Несмотря на четвертый час ночи, Григорович стал уверять Некрасова, что непременно надо пойти к не признанному еще никем гению и громогласно вдвоем объявить ему, что он – гений. Некрасов поначалу отказывался, но потом все-таки согласился.
Когда тебя будят посреди ночи и говорят, что ты гений, это, конечно, может несколько обескуражить. Поэтому Достоевский, открывши дверь Некрасову с Григоровичем, был изрядно растерян.

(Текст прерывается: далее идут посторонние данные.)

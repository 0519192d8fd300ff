use serde::Serialize;
use utoipa::ToSchema;

use crate::models::Service;

#[derive(Debug, Serialize, ToSchema)]
pub struct ServiceList {
    pub items: Vec<Service>,
}
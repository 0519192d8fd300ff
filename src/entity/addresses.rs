use sea_orm::entity::prelude::*;

#[derive(Clone, Debug, PartialEq, DeriveEntityModel)]
#[sea_orm(table_name = "addresses")]
pub struct Model {
    #[sea_orm(primary_key, auto_increment = false)]
    pub id: Uuid,
    pub user_id: String,
    pub street_address: String,
    pub area: String,
    pub city: String,
    pub region: String,
    pub postal_code: Option<String>,
    pub country: String,
    pub created_at: DateTimeWithTimeZone,
    pub updated_at: DateTimeWithTimeZone,
}

#[derive(Copy, Clone, Debug, EnumIter, DeriveRelation)]
pub enum Relation {
    #[sea_orm(
        belongs_to = "super::profiles::Entity",
        from = "Column::UserId",
        to = "super::profiles::Column::UserId"
    )]
    Profiles,
    #[sea_orm(has_many = "super::bookings::Entity")]
    Bookings,
}

impl Related<super::profiles::Entity> for Entity {
    fn to() -> RelationDef {
        Relation::Profiles.def()
    }
}

impl Related<super::bookings::Entity> for Entity {
    fn to() -> RelationDef {
        Relation::Bookings.def()
    }
}

impl ActiveModelBehavior for ActiveModel {}
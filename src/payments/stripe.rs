use std::time::Duration;

use async_trait::async_trait;
use reqwest::StatusCode;
use serde::Deserialize;

use super::{
    CheckoutSession, CheckoutSessionRequest, PaymentGateway, ProviderError, ProviderErrorKind,
};
use crate::config::{AppConfig, ConfigError};

const REQUEST_TIMEOUT: Duration = Duration::from_secs(15);

/// Minimal Stripe REST client covering hosted checkout sessions.
#[derive(Clone)]
pub struct StripeClient {
    http: reqwest::Client,
    secret_key: String,
    api_base: String,
}

impl std::fmt::Debug for StripeClient {
    fn fmt(&self, f: &mut std::fmt::Formatter<'_>) -> std::fmt::Result {
        f.debug_struct("StripeClient")
            .field("api_base", &self.api_base)
            .finish_non_exhaustive()
    }
}

#[derive(Debug, Deserialize)]
struct SessionResponse {
    id: String,
    url: Option<String>,
}

#[derive(Debug, Deserialize)]
struct ErrorEnvelope {
    error: ErrorBody,
}

#[derive(Debug, Deserialize)]
struct ErrorBody {
    #[serde(rename = "type")]
    kind: Option<String>,
    code: Option<String>,
    message: Option<String>,
}

impl StripeClient {
    pub fn new(secret_key: impl Into<String>, api_base: impl Into<String>) -> anyhow::Result<Self> {
        let http = reqwest::Client::builder()
            .timeout(REQUEST_TIMEOUT)
            .build()?;
        Ok(Self {
            http,
            secret_key: secret_key.into(),
            api_base: api_base.into().trim_end_matches('/').to_string(),
        })
    }

    pub fn from_config(config: &AppConfig) -> anyhow::Result<Self> {
        let secret_key = config
            .stripe_secret_key
            .clone()
            .ok_or_else(|| ConfigError::Missing(vec!["STRIPE_SECRET_KEY"]))?;
        Self::new(secret_key, config.stripe_api_base.clone())
    }
}

#[async_trait]
impl PaymentGateway for StripeClient {
    async fn create_checkout_session(
        &self,
        request: &CheckoutSessionRequest,
    ) -> Result<CheckoutSession, ProviderError> {
        let response = self
            .http
            .post(format!("{}/v1/checkout/sessions", self.api_base))
            .bearer_auth(&self.secret_key)
            .form(&checkout_form(request))
            .send()
            .await
            .map_err(|err| {
                let kind = if err.is_timeout() || err.is_connect() {
                    ProviderErrorKind::Unreachable
                } else {
                    ProviderErrorKind::Unavailable
                };
                ProviderError::new(kind, err.to_string())
            })?;

        let status = response.status();
        let body = response
            .text()
            .await
            .map_err(|err| ProviderError::new(ProviderErrorKind::Unavailable, err.to_string()))?;

        if !status.is_success() {
            let parsed = serde_json::from_str::<ErrorEnvelope>(&body).ok();
            let kind = classify(status, parsed.as_ref().and_then(|e| e.error.kind.as_deref()));
            let detail = parsed
                .map(|e| {
                    format!(
                        "{} ({})",
                        e.error.message.unwrap_or_default(),
                        e.error.code.unwrap_or_else(|| "no code".into())
                    )
                })
                .unwrap_or_else(|| format!("HTTP {status}"));
            return Err(ProviderError::new(kind, detail));
        }

        let session: SessionResponse = serde_json::from_str(&body).map_err(|err| {
            ProviderError::new(
                ProviderErrorKind::Unavailable,
                format!("unexpected checkout session payload: {err}"),
            )
        })?;

        Ok(CheckoutSession {
            id: session.id,
            url: session.url,
        })
    }
}

/// Form body for `POST /v1/checkout/sessions`, using the bracketed key
/// convention for nested parameters.
pub fn checkout_form(request: &CheckoutSessionRequest) -> Vec<(String, String)> {
    let mut form: Vec<(String, String)> = vec![
        ("mode".into(), "payment".into()),
        ("payment_method_types[0]".into(), "card".into()),
        ("line_items[0][quantity]".into(), "1".into()),
        (
            "line_items[0][price_data][currency]".into(),
            request.currency.clone(),
        ),
        (
            "line_items[0][price_data][unit_amount]".into(),
            request.amount_cents.to_string(),
        ),
        (
            "line_items[0][price_data][product_data][name]".into(),
            request.product_name.clone(),
        ),
        (
            "line_items[0][price_data][product_data][description]".into(),
            request.description.clone(),
        ),
        ("success_url".into(), request.success_url.clone()),
        ("cancel_url".into(), request.cancel_url.clone()),
    ];
    if let Some(email) = &request.customer_email {
        form.push(("customer_email".into(), email.clone()));
    }
    form.extend(
        request
            .metadata
            .encode()
            .into_iter()
            .map(|(key, value)| (format!("metadata[{key}]"), value)),
    );
    form
}

pub fn classify(status: StatusCode, error_type: Option<&str>) -> ProviderErrorKind {
    match (status.as_u16(), error_type) {
        (402, _) | (_, Some("card_error")) => ProviderErrorKind::CardDeclined,
        (401 | 403, _) | (_, Some("authentication_error")) => ProviderErrorKind::Authentication,
        (429, _) | (_, Some("rate_limit_error")) => ProviderErrorKind::RateLimited,
        (code, _) if code >= 500 => ProviderErrorKind::Unavailable,
        (_, Some("api_error")) => ProviderErrorKind::Unavailable,
        _ => ProviderErrorKind::InvalidRequest,
    }
}

#[cfg(test)]
mod tests {
    use chrono::NaiveDate;
    use uuid::Uuid;

    use super::*;
    use crate::{models::TimeSlot, payments::metadata::BookingMetadata};

    fn request() -> CheckoutSessionRequest {
        CheckoutSessionRequest {
            amount_cents: 2500,
            currency: "usd".into(),
            product_name: "Lawn Care Service Booking".into(),
            description: "Service scheduled for 2025-06-01 at morning".into(),
            customer_email: Some("jo@example.com".into()),
            success_url: "https://lawn.example/booking/success?session_id={CHECKOUT_SESSION_ID}"
                .into(),
            cancel_url: "https://lawn.example/booking".into(),
            metadata: BookingMetadata {
                user_id: "u_1".into(),
                service_id: Uuid::nil(),
                address_id: Uuid::nil(),
                date: NaiveDate::from_ymd_opt(2025, 6, 1).unwrap(),
                time_slot: TimeSlot::Morning,
                price_cents: 2500,
                assessment: None,
            },
        }
    }

    #[test]
    fn form_carries_amount_and_metadata() {
        let form = checkout_form(&request());
        let get = |key: &str| {
            form.iter()
                .find(|(k, _)| k == key)
                .map(|(_, v)| v.as_str())
        };
        assert_eq!(get("line_items[0][price_data][unit_amount]"), Some("2500"));
        assert_eq!(get("metadata[userId]"), Some("u_1"));
        assert_eq!(get("metadata[time]"), Some("morning"));
        assert_eq!(get("metadata[price]"), Some("2500"));
        assert_eq!(get("customer_email"), Some("jo@example.com"));
        assert_eq!(get("metadata[assessment]"), None);
    }

    #[test]
    fn classifies_provider_failures() {
        assert_eq!(
            classify(StatusCode::PAYMENT_REQUIRED, Some("card_error")),
            ProviderErrorKind::CardDeclined
        );
        assert_eq!(
            classify(StatusCode::UNAUTHORIZED, None),
            ProviderErrorKind::Authentication
        );
        assert_eq!(
            classify(StatusCode::TOO_MANY_REQUESTS, Some("rate_limit_error")),
            ProviderErrorKind::RateLimited
        );
        assert_eq!(
            classify(StatusCode::BAD_GATEWAY, None),
            ProviderErrorKind::Unavailable
        );
        assert_eq!(
            classify(StatusCode::BAD_REQUEST, Some("invalid_request_error")),
            ProviderErrorKind::InvalidRequest
        );
    }
}
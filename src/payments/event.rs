use std::collections::HashMap;

use serde::Deserialize;
use serde_json::Value;

pub const CHECKOUT_SESSION_COMPLETED: &str = "checkout.session.completed";

/// Provider event envelope. Only the fields reconciliation reads are typed;
/// `data.object` stays raw until the event type is known.
#[derive(Debug, Clone, Deserialize)]
pub struct WebhookEvent {
    pub id: String,
    #[serde(rename = "type")]
    pub event_type: String,
    #[serde(default)]
    pub created: i64,
    #[serde(default)]
    pub livemode: bool,
    pub data: EventData,
}

#[derive(Debug, Clone, Deserialize)]
pub struct EventData {
    pub object: Value,
}

#[derive(Debug, Clone, Deserialize)]
pub struct CheckoutSessionObject {
    pub id: String,
    #[serde(default)]
    pub payment_status: Option<String>,
    #[serde(default)]
    pub amount_total: Option<i64>,
    #[serde(default)]
    pub customer_email: Option<String>,
    /// Absent and `null` both decode to an empty bag.
    #[serde(default, deserialize_with = "nullable_metadata")]
    pub metadata: HashMap<String, String>,
}

fn nullable_metadata<'de, D>(deserializer: D) -> Result<HashMap<String, String>, D::Error>
where
    D: serde::Deserializer<'de>,
{
    Ok(Option::<HashMap<String, String>>::deserialize(deserializer)?.unwrap_or_default())
}

#[cfg(test)]
mod tests {
    use super::*;

    #[test]
    fn parses_completed_checkout_envelope() {
        let raw = serde_json::json!({
            "id": "evt_1",
            "object": "event",
            "type": "checkout.session.completed",
            "created": 1750000000,
            "data": {
                "object": {
                    "id": "cs_test_1",
                    "object": "checkout.session",
                    "payment_status": "paid",
                    "metadata": { "userId": "u_1" }
                }
            }
        });
        let event: WebhookEvent = serde_json::from_value(raw).unwrap();
        assert_eq!(event.event_type, CHECKOUT_SESSION_COMPLETED);

        let session: CheckoutSessionObject = serde_json::from_value(event.data.object).unwrap();
        assert_eq!(session.id, "cs_test_1");
        assert_eq!(session.metadata["userId"], "u_1");
    }

    #[test]
    fn null_metadata_is_empty() {
        let session: CheckoutSessionObject =
            serde_json::from_value(serde_json::json!({ "id": "cs_1", "metadata": null })).unwrap();
        assert!(session.metadata.is_empty());
    }
}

«Должен признаться, я поступил в настоящем случае очень необдуманно, – сетовал впоследствии Григорович. – Зная хорошо характер моего Достоевского, его нелюдимость, болезненную впечатлительность, замкнутость, мне следовало бы рассказать ему о случившемся на другой день, но сдержанно, а не будить его, не тревожить неожиданною радостью и вдобавок не приводить к нему ночью незнакомого человека; но я сам был тогда в возбужденном состоянии, в такие минуты здраво рассуждают более спокойные люди. На стук наш в дверь отворил Достоевский; увидав подле меня незнакомое лицо, он смутился, побледнел и долго не мог слова ответить на то, что говорил ему Некрасов. После его ухода я ждал, что Достоевский начнет бранить меня за неумеренное усердие и излишнюю горячность, но этого не случилось; он ограничился тем только, что заперся в своей комнате, и долго после того я слышал, лежа на своем диване, его шаги, говорившие мне о взволнованном состоянии его духа».

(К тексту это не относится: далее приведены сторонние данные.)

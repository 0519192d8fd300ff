use axum::{
    Json, Router,
    extract::{Path, Query, State, rejection::JsonRejection},
    http::StatusCode,
    routing::get,
};
use uuid::Uuid;

use crate::{
    dto::addresses::{AddressList, CreateAddressRequest, UpdateAddressRequest},
    error::AppResult,
    middleware::auth::AuthUser,
    models::Address,
    response::{ApiResponse, ErrorResponse},
    routes::params::Pagination,
    services::address_service,
    state::AppState,
};

pub fn router() -> Router<AppState> {
    Router::new()
        .route("/", get(list_addresses).post(create_address))
        .route(
            "/{id}",
            get(get_address).patch(update_address).delete(delete_address),
        )
}

#[utoipa::path(
    get,
    path = "/api/addresses",
    params(Pagination),
    responses(
        (status = 200, description = "Caller's addresses", body = ApiResponse<AddressList>),
        (status = 401, description = "Authentication required", body = ErrorResponse)
    ),
    security(("bearer_auth" = [])),
    tag = "Addresses"
)]
pub async fn list_addresses(
    State(state): State<AppState>,
    user: AuthUser,
    Query(pagination): Query<Pagination>,
) -> AppResult<Json<ApiResponse<AddressList>>> {
    let resp = address_service::list_addresses(&state, &user, pagination).await?;
    Ok(Json(resp))
}

#[utoipa::path(
    post,
    path = "/api/addresses",
    request_body = CreateAddressRequest,
    responses(
        (status = 201, description = "Address created", body = ApiResponse<Address>),
        (status = 400, description = "Missing required fields", body = ErrorResponse)
    ),
    security(("bearer_auth" = [])),
    tag = "Addresses"
)]
pub async fn create_address(
    State(state): State<AppState>,
    user: AuthUser,
    payload: Result<Json<CreateAddressRequest>, JsonRejection>,
) -> AppResult<(StatusCode, Json<ApiResponse<Address>>)> {
    let Json(payload) = payload?;
    let resp = address_service::create_address(&state, &user, payload).await?;
    Ok((StatusCode::CREATED, Json(resp)))
}

#[utoipa::path(
    get,
    path = "/api/addresses/{id}",
    params(("id" = Uuid, Path, description = "Address ID")),
    responses(
        (status = 200, description = "Address", body = ApiResponse<Address>),
        (status = 404, description = "Not found or unauthorized", body = ErrorResponse)
    ),
    security(("bearer_auth" = [])),
    tag = "Addresses"
)]
pub async fn get_address(
    State(state): State<AppState>,
    user: AuthUser,
    Path(id): Path<Uuid>,
) -> AppResult<Json<ApiResponse<Address>>> {
    let resp = address_service::get_address(&state, &user, id).await?;
    Ok(Json(resp))
}

#[utoipa::path(
    patch,
    path = "/api/addresses/{id}",
    params(("id" = Uuid, Path, description = "Address ID")),
    request_body = UpdateAddressRequest,
    responses(
        (status = 200, description = "Address updated", body = ApiResponse<Address>),
        (status = 404, description = "Not found or unauthorized", body = ErrorResponse)
    ),
    security(("bearer_auth" = [])),
    tag = "Addresses"
)]
pub async fn update_address(
    State(state): State<AppState>,
    user: AuthUser,
    Path(id): Path<Uuid>,
    payload: Result<Json<UpdateAddressRequest>, JsonRejection>,
) -> AppResult<Json<ApiResponse<Address>>> {
    let Json(payload) = payload?;
    let resp = address_service::update_address(&state, &user, id, payload).await?;
    Ok(Json(resp))
}

#[utoipa::path(
    delete,
    path = "/api/addresses/{id}",
    params(("id" = Uuid, Path, description = "Address ID")),
    responses(
        (status = 200, description = "Address deleted", body = ApiResponse<serde_json::Value>),
        (status = 404, description = "Not found or unauthorized", body = ErrorResponse),
        (status = 409, description = "Address is referenced by bookings", body = ErrorResponse)
    ),
    security(("bearer_auth" = [])),
    tag = "Addresses"
)]
pub async fn delete_address(
    State(state): State<AppState>,
    user: AuthUser,
    Path(id): Path<Uuid>,
) -> AppResult<Json<ApiResponse<serde_json::Value>>> {
    let resp = address_service::delete_address(&state, &user, id).await?;
    Ok(Json(resp))
}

Лестные слова, конечно, были милы сердцу, но Некрасов в то время не был таким ярким авторитетом, как Белинский! Вот Белинский – да! Его одобрение воистину могло бы окрылить, дать силы, почувствовать призвание.
Некрасов с Григоровичем отдали рукопись Белинскому, тот прочел ее сначала с недоверием, но вскоре пришел в такой же сильный восторг.

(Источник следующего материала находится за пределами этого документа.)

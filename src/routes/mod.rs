use std::time::Duration;

use axum::{
    Json, Router,
    http::{HeaderName, Request, Response, StatusCode, Uri},
    routing::get,
};
use tower::limit::ConcurrencyLimitLayer;
use tower_http::{
    limit::RequestBodyLimitLayer,
    request_id::{MakeRequestUuid, PropagateRequestIdLayer, SetRequestIdLayer},
    trace::TraceLayer,
};

use crate::{
    response::{ApiResponse, Meta},
    state::AppState,
};

pub mod addresses;
pub mod assessments;
pub mod bookings;
pub mod checkout;
pub mod doc;
pub mod health;
pub mod params;
pub mod profile;
pub mod services;
pub mod webhook;

const REQUEST_ID_HEADER: &str = "x-request-id";
const BODY_LIMIT_BYTES: usize = 1024 * 1024;
const CONCURRENCY_LIMIT: usize = 100;

// Build the API router without binding state; it will be provided at the top level.
pub fn create_api_router() -> Router<AppState> {
    Router::new()
        .nest("/services", services::router())
        .nest("/addresses", addresses::router())
        .nest("/checkout", checkout::router())
        .nest("/webhooks", webhook::router())
        .nest("/bookings", bookings::router())
        .nest("/assessments", assessments::router())
        .nest("/profile", profile::router())
}

/// Full application: health probes, `/api`, docs and the middleware stack.
pub fn create_app(state: AppState) -> Router {
    let request_id_header = HeaderName::from_static(REQUEST_ID_HEADER);
    let trace_layer = TraceLayer::new_for_http()
        .make_span_with(|request: &Request<_>| {
            let request_id = request
                .headers()
                .get(REQUEST_ID_HEADER)
                .and_then(|value| value.to_str().ok())
                .unwrap_or("-");
            tracing::info_span!(
                "http_request",
                method = %request.method(),
                uri = %request.uri(),
                request_id = %request_id
            )
        })
        .on_request(|request: &Request<_>, _span: &tracing::Span| {
            tracing::info!(
                method = %request.method(),
                uri = %request.uri(),
                "request started"
            );
        })
        .on_response(|response: &Response<_>, latency: Duration, _span: &tracing::Span| {
            tracing::info!(
                status = %response.status(),
                ms = %latency.as_millis(),
                "request finished"
            );
        });

    Router::new()
        .route("/health", get(health::health_check))
        .route("/health/ready", get(health::readiness))
        .nest("/api", create_api_router())
        .merge(doc::scalar_docs())
        .fallback(not_found)
        .layer(trace_layer)
        .layer(PropagateRequestIdLayer::new(request_id_header.clone()))
        .layer(SetRequestIdLayer::new(request_id_header, MakeRequestUuid))
        .layer(RequestBodyLimitLayer::new(BODY_LIMIT_BYTES))
        .layer(ConcurrencyLimitLayer::new(CONCURRENCY_LIMIT))
        .with_state(state)
}

async fn not_found(uri: Uri) -> (StatusCode, Json<ApiResponse<serde_json::Value>>) {
    let mut body = ApiResponse::success(
        "Not Found",
        serde_json::json!({ "path": uri.path() }),
        Some(Meta::empty()),
    );
    body.success = false;
    (StatusCode::NOT_FOUND, Json(body))
}
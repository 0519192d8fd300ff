use std::net::SocketAddr;

use tracing_subscriber::{layer::SubscriberExt, util::SubscriberInitExt};

use lawn_booking_api::{config::AppConfig, db::run_migrations, routes::create_app, state::AppState};

#[tokio::main]
async fn main() -> anyhow::Result<()> {
    dotenvy::dotenv().ok();
    tracing_subscriber::registry()
        .with(
            tracing_subscriber::EnvFilter::try_from_default_env()
                .unwrap_or_else(|_| "info,lawn_booking_api=debug".into()),
        )
        .with(tracing_subscriber::fmt::layer())
        .init();

    let config = AppConfig::from_env().inspect_err(|err| {
        tracing::error!(error = %err, "server misconfigured");
    })?;
    let addr = SocketAddr::from((config.host.parse::<std::net::IpAddr>()?, config.port));

    let state = AppState::init(config).await?;
    run_migrations(&state.pool).await?;

    let app = create_app(state);

    tracing::info!("listening on {}", addr);
    axum::serve(tokio::net::TcpListener::bind(addr).await?, app).await?;

    Ok(())
}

И Достоевского повели домой к прославленному критику. Молодое дарование в силу природной робости очень волновалось.
«Он встретил меня чрезвычайно важно и сдержанно, – вспоминал потом Достоевский. – Что ж, оно так и надо, – подумал я, но не прошло, кажется, и минуты, как все преобразилось: важность была не лица, не великого критика, встречающего двадцатидвухлетнего начинающего писателя, а, так сказать, из уважения его к тем чувствам, которые хотел он мне излить как можно скорее, к тем важным словам, которые чрезвычайно торопился мне сказать. Он заговорил пламенно, с горящими глазами: “Да вы понимаете ль сами-то, – повторял он мне несколько раз и вскрикивал, по своему обыкновению, – что это вы такое написали! – он вскрикивал всегда, когда говорил в сильном чувстве. – Вы только непосредственным чутьем, как художник, это могли написать, но осмыслили ли вы сами-то всю эту страшную правду, на которую вы нам указали? Не может быть, чтобы вы в ваши двадцать лет уже это понимали! Вы до самой сути дела дотронулись, самое главное разом указали. Мы, публицисты и критики, только рассуждаем, мы словами стараемся разъяснить это, а вы, художник, одною чертой, разом в образе выставляете самую суть, чтобы ощупать можно было рукой, чтоб самому нерассуждающему читателю стало вдруг все понятно! Вот тайна художественности, вот правда в искусстве! Вот служение художника истине! Вам правда открыта и возвещена как художнику, досталась как дар, цените же ваш дар и оставайтесь верным – и будете великим писателем!”»
Сам Белинский сказал ему, что он будет великим писателем! Критик, один лишь росчерк пера которого способен создавать и разрушать литературные судьбы, цитирует наизусть целые предложения из его романа! Строгий судья стоит перед ним, как восторженный мальчишка! Мэтр склоняет перед ним голову, как перед истинным художником!
На этот раз Достоевский чувствовал себя абсолютно счастливым. Сам Белинский так горячо похвалил его!
«Я вышел от него в упоении. Я остановился на углу его дома, смотрел на небо, на светлый день, на проходивших людей и весь, всем существом своим ощущал, что в жизни моей произошел торжественный момент, перелом навеки, что началось что-то совсем новое, но такое, чего я и не предполагал тогда даже в самых страстных мечтах моих. (А я был тогда страшный мечтатель)», – такие строки появились в «Дневнике писателя».